前期破水になりやすいのはどんな人? 原因は?
- 前期破水は、次のような場合に発生しやすくなります。
前期破水が起こりやすい場合
- 炎症や感染で卵膜が軟らかく変化し破れやすくなった
- 重い荷物を持ち上げたり、墜落したり、あるいは激しい咳をしたりして、急激に腹圧が高まった
破水ってどんな感じなの?
- 前期破水は、温かい水が外陰部に付着する感触で気づき、その後、持続的に温かい水が流れる感じがします。
- 前期破水が発生し、その後陣痛が起こらないと、子宮内感染が起こり、熱が出ることがあります。
- 骨盤位の場合に前期破水が起こると、羊水に加えて、臍帯が腟外に脱出し自分で触れることがあります。
お医者さんに行ったらどんな検査をするの?
- 以下のいずれかの方法で、あるいは、これらの方法を組み合わせて、前期破水かどうかを判断します。
前期破水の検査
- 腟鏡という専用の器具を使い、羊水流出の有無を目で確認する
- 妊娠22~36週の場合、腟内にたまった液体中の「αフェトプロテイン」、「癌胎児性フィブロネクチン」、「ヒトインスリン様成長因子結合蛋白 1 型」など特定の物質の量を専用の測定キットで調べる
- BTB試験紙などを用いて、腟内にたまった液体のpH が7.1~7.3の弱アルカリ性であることを確認する
- 子宮内感染が起こっていないかどうかを確認するため、採血をして、白血球数、炎症が生じると放出される特別なタンパク(CRP)の量を調べます。
どんな治療があるの?
妊娠26週より前に起こった前期破水
- 子宮の収縮を抑える薬を使い、妊娠期間をできるだけ延長させます。
- 妊娠26週以前に分娩になった場合は、新生児の生命予後が悪く、また、重篤な合併症の発生率も高いからです。
妊娠37週より前に起こった前期破水
- 抗菌薬を投与して自然に陣痛が起こるのを待ちます。
- 陣痛が起こる前に子宮内感染が起こってしまった場合は、積極的に、できるだけ早く赤ちゃんを分娩させるようにします。
妊娠37週以降に起こった前期破水
- 通常、抗菌薬を投与して破水後24時間までは自然に陣痛が起こるのを待ちます。
- 24時間以上待っても陣痛が起こらない場合は、通常、子宮収縮薬を使って人工的に陣痛を起こさせます。

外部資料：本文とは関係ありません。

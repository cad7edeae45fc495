//! Delay queue of timed effects
//!
//! Every delayed consequence in the arena (fuse expiry, explosion clearing,
//! chain detonation, grass-break clearing, powerup spawning, invulnerability
//! expiry and the periodic ambient roll) is a [`ScheduledEffect`] stored with
//! its due timestamp. The tick drains the queue in `(due, seq)` order, so
//! effects due at the same instant fire in the order they were scheduled.
//!
//! Individual entries cannot be cancelled; a round reset flushes everything.

use crate::core_types::{Coord, Millis};
use crate::entities::{BombId, ExplosionId, PlayerId};
use std::cmp::Ordering;
use std::collections::BinaryHeap;

/// A delayed effect waiting for its due time
#[derive(Debug, Clone, Copy, PartialEq, Eq, Hash)]
pub enum ScheduledEffect {
    /// A bomb's fuse ran out
    FuseExpiry(BombId),
    /// A bomb caught by another explosion's ray
    ChainDetonation(BombId),
    /// An explosion footprint stops being lethal
    ExplosionClear(ExplosionId),
    /// GrassBreaking reverts to Empty
    GrassBreakClear(Coord),
    /// Destroyed grass leaves a random powerup if the cell is still empty
    PowerupSpawn(Coord),
    /// Periodic roll for a powerup at a random coordinate
    AmbientPowerupRoll,
    /// A player's post-companion shield runs out
    InvulnerabilityExpiry(PlayerId),
}

/// Queue entry
#[derive(Debug, Clone, Copy, PartialEq, Eq)]
pub struct ScheduledEvent {
    pub due: Millis,
    /// Insertion order, breaks ties between equal due times
    pub seq: u64,
    pub effect: ScheduledEffect,
}

// BinaryHeap is a max-heap; invert so the earliest (due, seq) pops first
impl Ord for ScheduledEvent {
    fn cmp(&self, other: &Self) -> Ordering {
        other
            .due
            .cmp(&self.due)
            .then_with(|| other.seq.cmp(&self.seq))
    }
}

impl PartialOrd for ScheduledEvent {
    fn partial_cmp(&self, other: &Self) -> Option<Ordering> {
        Some(self.cmp(other))
    }
}

#[derive(Debug, Default)]
pub struct EventScheduler {
    queue: BinaryHeap<ScheduledEvent>,
    next_seq: u64,
}

impl EventScheduler {
    #[must_use]
    pub fn new() -> Self {
        Self::default()
    }

    pub fn schedule(&mut self, due: Millis, effect: ScheduledEffect) {
        let seq = self.next_seq;
        self.next_seq += 1;
        tracing::trace!(due = due.as_u64(), seq, ?effect, "scheduled");
        self.queue.push(ScheduledEvent { due, seq, effect });
    }

    /// Due time of the next entry
    #[must_use]
    pub fn peek_due(&self) -> Option<Millis> {
        self.queue.peek().map(|e| e.due)
    }

    /// Pop the earliest entry if it is due at or before `now`
    pub fn pop_due(&mut self, now: Millis) -> Option<ScheduledEvent> {
        if self.peek_due()? <= now {
            self.queue.pop()
        } else {
            None
        }
    }

    #[must_use]
    pub fn len(&self) -> usize {
        self.queue.len()
    }

    #[must_use]
    pub fn is_empty(&self) -> bool {
        self.queue.is_empty()
    }

    /// Pending entries in firing order
    #[must_use]
    pub fn pending(&self) -> Vec<ScheduledEvent> {
        let mut entries = self.queue.clone().into_vec();
        entries.sort_by(|a, b| b.cmp(a));
        entries
    }

    /// Drop every pending effect
    pub fn clear(&mut self) {
        self.queue.clear();
    }
}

お医者さんで治療を受けた後に注意をすることは? 治療の副作用は?
- 前期破水の対応については、現在標準的治療法はまだ確立しておりません。
- 前期破水が起こった時期や、子宮内感染の有無によっても対応が異なりますので、主治医とよく相談して、方針を決めてください。
予防のためにできることは?
- 現在、残念ながら前期破水の予防法は確立していません。
治るの? 治るとしたらどのくらいで治るの?
- 妊娠中に起こった前期破水であっても、高位破水といわれる子宮口よりも高い位置で卵膜が破れた場合は自然に治癒することがあります。

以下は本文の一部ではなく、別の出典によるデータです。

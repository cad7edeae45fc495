//! Arena simulation aggregate and the tick
//!
//! `ArenaSimulation` owns the whole round state: grid, players, bombs, live
//! explosions, the delay queue, the intent queue and the RNG. One call to
//! [`ArenaSimulation::update`] is one tick:
//!
//! 1. advance the clock
//! 2. apply queued intents (movement, bomb placement)
//! 3. hit players standing in live blast footprints
//! 4. fire every scheduled effect that is due, each at its own due time
//! 5. emit the events and an immutable snapshot
//!
//! After game over the clock keeps running but nothing else changes until
//! [`ArenaSimulation::reset`].

pub mod action_queue;
pub mod events;
mod movement;
pub mod powerups;
mod propagation;
pub mod round;
pub mod scheduler;
pub mod snapshot;

pub use action_queue::{ExecutedIntent, IntentKind, PlayerIntent};
pub use events::{ArenaEvent, SpawnSource};
pub use powerups::{draw_powerup, PickupEffect};
pub use round::{RoundOutcome, RoundStatus};
pub use scheduler::{ScheduledEffect, ScheduledEvent};
pub use snapshot::{ArenaSnapshot, PlayerSnapshot};

pub(crate) use action_queue::IntentQueue;
pub(crate) use scheduler::EventScheduler;

use crate::config::{ArenaConfig, ConfigError};
use crate::core_types::{Coord, Direction, Millis};
use crate::entities::{BombStore, ExplosionSet, Player, PlayerId};
use crate::grid::{ArenaGrid, Cell};
use rand::rngs::StdRng;
use rand::SeedableRng;
use tracing::{debug, trace};

/// Result of one tick
#[derive(Debug, Clone)]
pub struct TickReport {
    pub frame: u64,
    pub now: Millis,
    /// Everything that happened since the previous tick, in order
    pub events: Vec<ArenaEvent>,
    pub snapshot: ArenaSnapshot,
}

impl TickReport {
    /// Outcome and prompt delay if the round ended during this tick
    #[must_use]
    pub fn game_over(&self) -> Option<(RoundOutcome, Millis)> {
        self.events.iter().find_map(|e| match e {
            ArenaEvent::GameOver {
                outcome,
                prompt_delay,
            } => Some((*outcome, *prompt_delay)),
            _ => None,
        })
    }
}

/// Two-player bomb arena
pub struct ArenaSimulation {
    pub(crate) config: ArenaConfig,
    pub(crate) grid: ArenaGrid,
    pub(crate) players: [Player; 2],
    pub(crate) bombs: BombStore,
    pub(crate) explosions: ExplosionSet,
    pub(crate) scheduler: EventScheduler,
    pub(crate) intents: IntentQueue,
    pub(crate) rng: StdRng,
    pub(crate) status: RoundStatus,
    pub(crate) now: Millis,
    pub(crate) frame: u64,
    pub(crate) round: u32,
    /// Emitted since the last tick report
    pub(crate) events: Vec<ArenaEvent>,
}

impl ArenaSimulation {
    /// Create a simulation on freshly generated terrain and start round 1
    pub fn new(config: ArenaConfig) -> Result<Self, ConfigError> {
        config.validate()?;
        let mut rng = Self::make_rng(&config);
        let grid = ArenaGrid::generate(config.grid_size, config.grass_spawn_chance, &mut rng);
        Ok(Self::build(config, grid, rng))
    }

    /// Create a simulation on caller-supplied terrain. Later resets generate
    /// terrain as usual.
    pub fn with_grid(config: ArenaConfig, grid: ArenaGrid) -> Result<Self, ConfigError> {
        config.validate()?;
        if grid.size() != config.grid_size {
            return Err(ConfigError::Invalid {
                field: "grid_size",
                reason: format!(
                    "grid is {}x{} but config expects {}",
                    grid.size(),
                    grid.size(),
                    config.grid_size
                ),
            });
        }
        grid.validate().map_err(|err| ConfigError::Invalid {
            field: "grid",
            reason: err.to_string(),
        })?;
        let rng = Self::make_rng(&config);
        Ok(Self::build(config, grid, rng))
    }

    fn make_rng(config: &ArenaConfig) -> StdRng {
        match config.seed {
            Some(seed) => StdRng::seed_from_u64(seed),
            None => StdRng::from_os_rng(),
        }
    }

    fn build(config: ArenaConfig, grid: ArenaGrid, rng: StdRng) -> Self {
        let players = PlayerId::ALL.map(|id| Player::spawn(id, &config));
        let mut sim = ArenaSimulation {
            config,
            grid,
            players,
            bombs: BombStore::new(),
            explosions: ExplosionSet::new(),
            scheduler: EventScheduler::new(),
            intents: IntentQueue::default(),
            rng,
            status: RoundStatus::Active,
            now: Millis::ZERO,
            frame: 0,
            round: 0,
            events: Vec::new(),
        };
        sim.start_round();
        sim
    }

    // ========================================================================
    // Intents
    // ========================================================================

    /// Queue an intent for the next tick
    pub fn submit_intent(&mut self, intent: PlayerIntent) {
        self.intents.submit(intent);
    }

    pub fn submit_move(&mut self, player: PlayerId, direction: Direction) {
        self.submit_intent(PlayerIntent::movement(player, direction));
    }

    pub fn submit_bomb(&mut self, player: PlayerId) {
        self.submit_intent(PlayerIntent::place_bomb(player));
    }

    /// Intents applied during the last tick
    #[must_use]
    pub fn executed_intents(&self) -> &[ExecutedIntent] {
        self.intents.executed_this_frame()
    }

    /// Bounded log of applied intents, oldest first
    pub fn intent_history(&self) -> impl Iterator<Item = &ExecutedIntent> {
        self.intents.history()
    }

    #[must_use]
    pub fn pending_intent_count(&self) -> usize {
        self.intents.pending().len()
    }

    // ========================================================================
    // Tick
    // ========================================================================

    /// Advance the simulation by `dt`
    pub fn update(&mut self, dt: Millis) -> TickReport {
        self.now += dt;
        self.frame += 1;
        self.intents.begin_frame();

        if self.status.is_active() {
            self.process_intents();
            self.check_standing_hazards();
            self.drain_due();
        } else {
            let dropped = self.intents.take_pending();
            if !dropped.is_empty() {
                debug!(count = dropped.len(), "intents dropped after game over");
            }
        }

        TickReport {
            frame: self.frame,
            now: self.now,
            events: std::mem::take(&mut self.events),
            snapshot: self.snapshot(),
        }
    }

    /// Fire due effects in `(due, seq)` order until none are due or the round
    /// ends
    fn drain_due(&mut self) {
        while self.status.is_active() {
            let Some(event) = self.scheduler.pop_due(self.now) else {
                break;
            };
            trace!(due = event.due.as_u64(), effect = ?event.effect, "firing");
            self.fire(event.effect, event.due);
        }
    }

    fn fire(&mut self, effect: ScheduledEffect, at: Millis) {
        match effect {
            ScheduledEffect::FuseExpiry(bomb) => self.detonate(bomb, at, false),
            ScheduledEffect::ChainDetonation(bomb) => self.detonate(bomb, at, true),
            ScheduledEffect::ExplosionClear(id) => self.clear_explosion(id),
            ScheduledEffect::GrassBreakClear(coord) => {
                if self.grid.get(coord) == Some(Cell::GrassBreaking) {
                    self.grid.set(coord, Cell::Empty);
                }
            }
            ScheduledEffect::PowerupSpawn(coord) => {
                self.try_spawn_powerup(coord, SpawnSource::Grass);
            }
            ScheduledEffect::AmbientPowerupRoll => self.ambient_powerup_roll(at),
            ScheduledEffect::InvulnerabilityExpiry(id) => {
                let player = &self.players[id.index()];
                if player.is_alive() && !player.is_invulnerable(at) {
                    self.events.push(ArenaEvent::InvulnerabilityEnded { player: id });
                }
            }
        }
    }

    // ========================================================================
    // Queries
    // ========================================================================

    #[must_use]
    pub fn snapshot(&self) -> ArenaSnapshot {
        ArenaSnapshot {
            now: self.now,
            frame: self.frame,
            round: self.round,
            status: self.status,
            grid: self.grid.clone(),
            players: [
                PlayerSnapshot::capture(&self.players[0], self.now),
                PlayerSnapshot::capture(&self.players[1], self.now),
            ],
        }
    }

    #[must_use]
    pub fn status(&self) -> RoundStatus {
        self.status
    }

    #[must_use]
    pub fn player(&self, id: PlayerId) -> &Player {
        &self.players[id.index()]
    }

    #[must_use]
    pub fn grid(&self) -> &ArenaGrid {
        &self.grid
    }

    #[must_use]
    pub fn cell(&self, coord: Coord) -> Option<Cell> {
        self.grid.get(coord)
    }

    #[must_use]
    pub fn config(&self) -> &ArenaConfig {
        &self.config
    }

    #[must_use]
    pub fn bombs(&self) -> &BombStore {
        &self.bombs
    }

    #[must_use]
    pub fn explosions(&self) -> &ExplosionSet {
        &self.explosions
    }

    #[must_use]
    pub fn now(&self) -> Millis {
        self.now
    }

    #[must_use]
    pub fn frame(&self) -> u64 {
        self.frame
    }

    /// 1-based round counter
    #[must_use]
    pub fn round(&self) -> u32 {
        self.round
    }

    #[must_use]
    pub fn live_bomb_count(&self) -> usize {
        self.bombs.len()
    }

    #[must_use]
    pub fn live_explosion_count(&self) -> usize {
        self.explosions.len()
    }

    /// Scheduled effects not yet fired, in firing order
    #[must_use]
    pub fn pending_effects(&self) -> Vec<ScheduledEvent> {
        self.scheduler.pending()
    }
}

- 子宮口付近で卵膜が破れた場合、すなわち、通常の前期破水は自然に治癒することはまずありません。
- 前期破水で、子宮内感染が起こった場合は、抗菌薬投与を行っても、妊娠中に子宮内感染を完全に治癒させることは困難です。
- 前期破水は、分娩が終了すればその影響は消失します。
- 妊娠中に子宮内感染が起こったとしても、分娩後に適切な抗菌薬の投与を行えば、子宮内感染は治癒できます。
追加の情報を手に入れるには?
- 日本産婦人科学会と日本産婦人科医会は合同で産婦人科診療ガイドライン産科編2017を作成し、2018年4月以降HPで公開しています。
- http://www.jsog.or.jp/activity/pdf/gl_sanka_2017.pdf
もっと知りたい! 前期破水の治療
人工羊水注入って何?
- 前期破水に対して、人工羊水注入を行っている施設があります。
- この方法は、まだ前期破水の標準的治療法として確立されてはいませんので、その情報を知りたい場合は、かかりつけの医療機関の先生に問い合わせてください。